Box junctions. These have criss-cross yellow lines painted on the road (see ‘Road markings’). You MUST NOT enter the box until your exit road or lane is clear. However, you may enter the box and wait when you want to turn right, and are only stopped from doing so by oncoming traffic, or by other vehicles waiting to turn right.

It seems odd to me that there should suddenly be a problem with this, given that it has been worded pretty much the same way for the last 30 years or more (box junctions have been around since the late 60s).

The bottom line is that – and it has always been clearly understood that this is what it meant – if you are travelling straight on, you will be committing an offence if you (or any part of your vehicle) stop inside the area marked with the yellow lines. If you are moving slowly in traffic, it is up to you to decide if you should enter the boxed area and run the risk of having to stop in it if the traffic comes to a standstill, hence the Highway Code wording about your exit road or lane being clear. If you keep moving and manage to clear it then you have not committed any offence – though you might have taken a bit of a gamble.
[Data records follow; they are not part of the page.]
//! Top-level matchmaking orchestrator
//!
//! `MatchCoordinator` owns every piece of shared matchmaking state: the
//! connection table, the waiting queue, the session registry and the
//! leaderboard. It is driven by one event at a time from the server loop and
//! talks to clients only through a [`Transport`], so each operation runs to
//! completion before the next one starts.

use crate::client_manager::ClientManager;
use crate::error::{MatchError, SessionError, ALREADY_ACTIVE_MESSAGE};
use crate::leaderboard::Leaderboard;
use crate::queue::MatchQueue;
use crate::registry::SessionRegistry;
use crate::session::{Notice, Participant};
use crate::transport::Transport;
use crate::words::WordSource;
use log::{debug, info, warn};
use rand::Rng;
use shared::{ClientEvent, ConnectionId, ServerEvent, SessionId};
use std::net::SocketAddr;
use std::time::{Duration, Instant};

/// Result of a successful `findGame`.
#[derive(Debug, Clone, PartialEq, Eq)]
pub enum MatchStatus {
    Waiting,
    Started(SessionId),
}

pub struct MatchCoordinator {
    clients: ClientManager,
    queue: MatchQueue,
    sessions: SessionRegistry,
    leaderboard: Leaderboard,
    words: Box<dyn WordSource>,
    finished_ttl: Duration,
}

impl MatchCoordinator {
    pub fn new(words: Box<dyn WordSource>, max_clients: usize, finished_ttl: Duration) -> Self {
        Self {
            clients: ClientManager::new(max_clients),
            queue: MatchQueue::new(),
            sessions: SessionRegistry::new(),
            leaderboard: Leaderboard::default(),
            words,
            finished_ttl,
        }
    }

    /// Registers a new connection and sends it the current standings.
    ///
    /// Returns false when the server is full; the caller closes the
    /// connection.
    pub fn connect<T: Transport>(
        &mut self,
        connection: ConnectionId,
        addr: SocketAddr,
        transport: &mut T,
    ) -> bool {
        if !self.clients.add_client(connection, addr) {
            warn!(
                "Refusing connection {} from {}: {} clients connected",
                connection,
                addr,
                self.clients.len()
            );
            return false;
        }

        transport.send(
            connection,
            ServerEvent::LeaderboardUpdate(self.leaderboard.snapshot()),
        );
        true
    }

    /// Routes one validated inbound event. Stale or duplicate events are
    /// logged and dropped.
    pub fn handle_event<T: Transport>(
        &mut self,
        connection: ConnectionId,
        event: ClientEvent,
        transport: &mut T,
    ) {
        match event {
            ClientEvent::FindGame { name } => {
                if let Err(e) = self.request_match(connection, &name, transport) {
                    debug!("findGame from {} rejected: {}", connection, e);
                }
            }
            ClientEvent::IWon { attempts } => {
                if let Err(e) = self.report_win(connection, attempts, transport) {
                    debug!("Ignoring iWon from {}: {}", connection, e);
                }
            }
            ClientEvent::AllAttemptsUsed { attempts } => {
                if let Err(e) = self.report_exhausted(connection, attempts, transport) {
                    debug!("Ignoring allAttemptsUsed from {}: {}", connection, e);
                }
            }
        }
    }

    /// Join flow: dedup, enqueue, then try to pair the two earliest waiters.
    pub fn request_match<T: Transport>(
        &mut self,
        connection: ConnectionId,
        requested_name: &str,
        transport: &mut T,
    ) -> Result<MatchStatus, MatchError> {
        if !self.clients.contains(&connection) {
            return Err(MatchError::UnknownConnection(connection));
        }

        if self.is_active(connection) {
            info!(
                "{} tried to search but is already searching or in an active game",
                self.clients.display_name(&connection)
            );
            transport.send(
                connection,
                ServerEvent::AlreadyInGameOrSearching {
                    message: ALREADY_ACTIVE_MESSAGE.to_string(),
                },
            );
            return Err(MatchError::AlreadyActive);
        }

        let name = resolve_name(requested_name);
        info!("{} (ID: {}) is looking for a game", name, connection);
        self.clients.set_name(&connection, name);

        self.queue.remove(connection);
        self.queue.enqueue(connection);

        match self.try_pair(transport) {
            Ok(Some(session)) => Ok(MatchStatus::Started(session)),
            Ok(None) => {
                transport.send(connection, ServerEvent::WaitingForOpponent);
                Ok(MatchStatus::Waiting)
            }
            Err(MatchError::StaleOpponent(dead)) => {
                info!(
                    "Connection {} left while queued; returning survivors to the queue",
                    dead
                );
                Ok(MatchStatus::Waiting)
            }
            Err(e) => Err(e),
        }
    }

    /// The connection guessed the secret word.
    pub fn report_win<T: Transport>(
        &mut self,
        connection: ConnectionId,
        attempts: u32,
        transport: &mut T,
    ) -> Result<(), SessionError> {
        let session_id = self.session_id_of(connection)?;
        let session = self
            .sessions
            .get_mut(&session_id)
            .ok_or_else(|| SessionError::UnknownSession(session_id.clone()))?;

        let notices = session.record_win(connection, attempts, |id| transport.is_live(id))?;
        self.apply(&session_id, notices, transport);
        Ok(())
    }

    /// The connection ran out of attempts.
    pub fn report_exhausted<T: Transport>(
        &mut self,
        connection: ConnectionId,
        attempts: u32,
        transport: &mut T,
    ) -> Result<(), SessionError> {
        let session_id = self.session_id_of(connection)?;
        let session = self
            .sessions
            .get_mut(&session_id)
            .ok_or_else(|| SessionError::UnknownSession(session_id.clone()))?;

        let notices = session.record_exhausted(connection, attempts, |id| transport.is_live(id))?;
        self.apply(&session_id, notices, transport);
        Ok(())
    }

    /// Transport reported the connection gone. Nothing is sent to it.
    pub fn disconnect<T: Transport>(&mut self, connection: ConnectionId, transport: &mut T) {
        if self.queue.remove(connection) {
            debug!("Removed connection {} from the queue", connection);
        }

        let Some(client) = self.clients.remove_client(&connection) else {
            return;
        };
        let Some(session_id) = client.session else {
            return;
        };
        let Some(session) = self.sessions.get_mut(&session_id) else {
            return;
        };

        match session.record_disconnect(connection, |id| transport.is_live(id)) {
            Ok(notices) => self.apply(&session_id, notices, transport),
            Err(e) => debug!("Disconnect of {} not applied: {}", connection, e),
        }
    }

    /// Drops abandoned sessions and sessions finished for longer than the
    /// configured TTL. Returns how many were removed.
    pub fn reap<T: Transport>(&mut self, now: Instant, transport: &mut T) -> usize {
        let reaped = self.sessions.reap(now, self.finished_ttl);
        for session in &reaped {
            transport.drop_group(session.id());
            for participant in session.participants() {
                self.clients
                    .clear_session(&participant.connection, session.id());
            }
        }

        if !reaped.is_empty() {
            debug!(
                "Reaped {} sessions, {} remain",
                reaped.len(),
                self.sessions.len()
            );
        }
        reaped.len()
    }

    pub fn clients(&self) -> &ClientManager {
        &self.clients
    }

    pub fn queue(&self) -> &MatchQueue {
        &self.queue
    }

    pub fn sessions(&self) -> &SessionRegistry {
        &self.sessions
    }

    pub fn leaderboard(&self) -> &Leaderboard {
        &self.leaderboard
    }

    /// Queued, or taking part in a session that is still being played.
    fn is_active(&self, connection: ConnectionId) -> bool {
        self.queue.contains(connection) || self.sessions.active_session_of(connection).is_some()
    }

    fn is_reachable<T: Transport>(&self, connection: ConnectionId, transport: &T) -> bool {
        self.clients.contains(&connection) && transport.is_live(connection)
    }

    fn session_id_of(&self, connection: ConnectionId) -> Result<SessionId, SessionError> {
        self.clients
            .session_of(&connection)
            .cloned()
            .ok_or(SessionError::NoSession(connection))
    }

    /// Pairs the two earliest waiters if there are two.
    ///
    /// A pair with a dead member is never turned into a session: the live
    /// member goes back to the head of the queue and is told to keep waiting.
    fn try_pair<T: Transport>(&mut self, transport: &mut T) -> Result<Option<SessionId>, MatchError> {
        let Some((first, second)) = self.queue.dequeue_pair() else {
            return Ok(None);
        };

        let first_live = self.is_reachable(first, transport);
        let second_live = self.is_reachable(second, transport);

        if !(first_live && second_live) {
            // Reverse order so `first` ends up ahead of `second`.
            for (candidate, live) in [(second, second_live), (first, first_live)] {
                if live {
                    self.queue.requeue_front(candidate);
                    transport.send(candidate, ServerEvent::WaitingForOpponent);
                }
            }
            let dead = if first_live { second } else { first };
            return Err(MatchError::StaleOpponent(dead));
        }

        let word = self.words.select_secret_word();
        let session_id = self.sessions.create(
            &word,
            Participant::new(first, self.clients.display_name(&first)),
            Participant::new(second, self.clients.display_name(&second)),
        );
        info!(
            "Game starting: room {}, P1: {}, P2: {}",
            session_id,
            self.clients.display_name(&first),
            self.clients.display_name(&second)
        );

        if let Some(events) = self.sessions.get(&session_id).map(|s| s.start_events()) {
            for (connection, event) in events {
                self.clients.set_session(&connection, session_id.clone());
                transport.join_group(connection, &session_id);
                transport.send(connection, event);
            }
        }

        Ok(Some(session_id))
    }

    fn apply<T: Transport>(&mut self, session_id: &SessionId, notices: Vec<Notice>, transport: &mut T) {
        for notice in notices {
            match notice {
                Notice::Send { to, event } => transport.send(to, event),
                Notice::Group(event) => transport.send_group(session_id, event),
                Notice::Credit(name) => {
                    if self.leaderboard.record_win(&name) {
                        transport.broadcast(ServerEvent::LeaderboardUpdate(
                            self.leaderboard.snapshot(),
                        ));
                    }
                }
            }
        }
    }
}

/// Trimmed requested name, or a generated guest name when blank.
pub fn resolve_name(requested: &str) -> String {
    let trimmed = requested.trim();
    if trimmed.is_empty() {
        format!("Guest{}", rand::thread_rng().gen_range(0..1000))
    } else {
        trimmed.to_string()
    }
}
Technically, your exit road or lane IS clear if you get it right, whether by good judgement or good luck. It doesn’t matter how slowly you are travelling – if you clear the boxed area you have not done anything wrong.

The Highway Code DOES NOT say it is an offence to enter the box junction if someone else is already passing through it. If that was how you had to use them, there’d be gridlock for 12 hours every day as a result of reduced traffic flow, not to mention lots of bumps as people tried to work out the different permutations!

You can stop in a box junction if you are turning right, and the only thing preventing you from completing the manoeuvre is traffic coming towards you or also queuing to turn right. If my memory serves me correctly, I think that once upon a time you weren’t allowed to wait behind another vehicle waiting to turn (i.e. only one car at a time was allowed in). I might be wrong about that, but it is a moot point anyway, since it is what the Highway Code says now that matters. However, this may explain why people think it is wrong to follow other traffic through a junction when going ahead, even though it only applied to turning right.

Box junctions are intended to prevent traffic being gridlocked. They used to work very well, though they are less effective these days as driver arrogance and ignorance has increased. Lorries and buses think nothing of blocking box junctions during rush hour, and it is only in London (where cameras are used to enforce the rules, and where there is a flourishing business in legal firms trying to get people off when they’re caught) where they are taken seriously – though perhaps not for the reasons originally intended.